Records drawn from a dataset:
■ ■ ■ ■

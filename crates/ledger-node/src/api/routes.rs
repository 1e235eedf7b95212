//! HTTP routes for reading the chain, submitting blocks and managing peers.

use std::sync::Arc;

use axum::{
    extract::State,
    http::StatusCode,
    routing::{get, post},
    Json, Router,
};
use chain_sync::{Block, ChainSyncApi};
use serde::{Deserialize, Serialize};
use tower_http::trace::TraceLayer;
use tracing::info;

use crate::adapters::PeerTransport;

/// Shared application state passed to handlers.
#[derive(Clone)]
pub struct ApiState {
    pub sync: Arc<dyn ChainSyncApi>,
    pub transport: PeerTransport,
}

#[derive(Debug, Serialize, Deserialize)]
pub struct MineBlockRequest {
    pub data: String,
}

#[derive(Debug, Serialize, Deserialize)]
pub struct AddPeerRequest {
    pub peer: String,
}

pub fn build_router(state: ApiState) -> Router {
    Router::new()
        .route("/blocks", get(list_blocks))
        .route("/mineBlock", post(mine_block))
        .route("/peers", get(list_peers))
        .route("/addPeer", post(add_peer))
        .layer(TraceLayer::new_for_http())
        .with_state(state)
}

/// GET /blocks
async fn list_blocks(State(state): State<ApiState>) -> Json<Vec<Block>> {
    Json(state.sync.blocks())
}

/// POST /mineBlock
async fn mine_block(
    State(state): State<ApiState>,
    Json(payload): Json<MineBlockRequest>,
) -> Result<Json<Block>, (StatusCode, String)> {
    let block = state
        .sync
        .submit_block(payload.data)
        .map_err(|e| (StatusCode::CONFLICT, e.to_string()))?;
    info!(index = block.index, "Block mined via control surface");
    Ok(Json(block))
}

/// GET /peers
async fn list_peers(State(state): State<ApiState>) -> Json<Vec<String>> {
    Json(state.sync.peers())
}

/// POST /addPeer
async fn add_peer(
    State(state): State<ApiState>,
    Json(payload): Json<AddPeerRequest>,
) -> Result<StatusCode, (StatusCode, String)> {
    let peer = payload.peer.trim();
    if !(peer.starts_with("ws://") || peer.starts_with("wss://")) {
        return Err((
            StatusCode::BAD_REQUEST,
            "peer must be a ws:// or wss:// URL".into(),
        ));
    }

    info!(%peer, "Dialing peer via control surface");
    state.transport.dial(peer.to_string());
    Ok(StatusCode::ACCEPTED)
}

■ ■ ■ ■

Required action
Retrieve each line of the data in which the word "MineBlockRequest" can be found.

Written response
pub struct MineBlockRequest {
    Json(payload): Json<MineBlockRequest>,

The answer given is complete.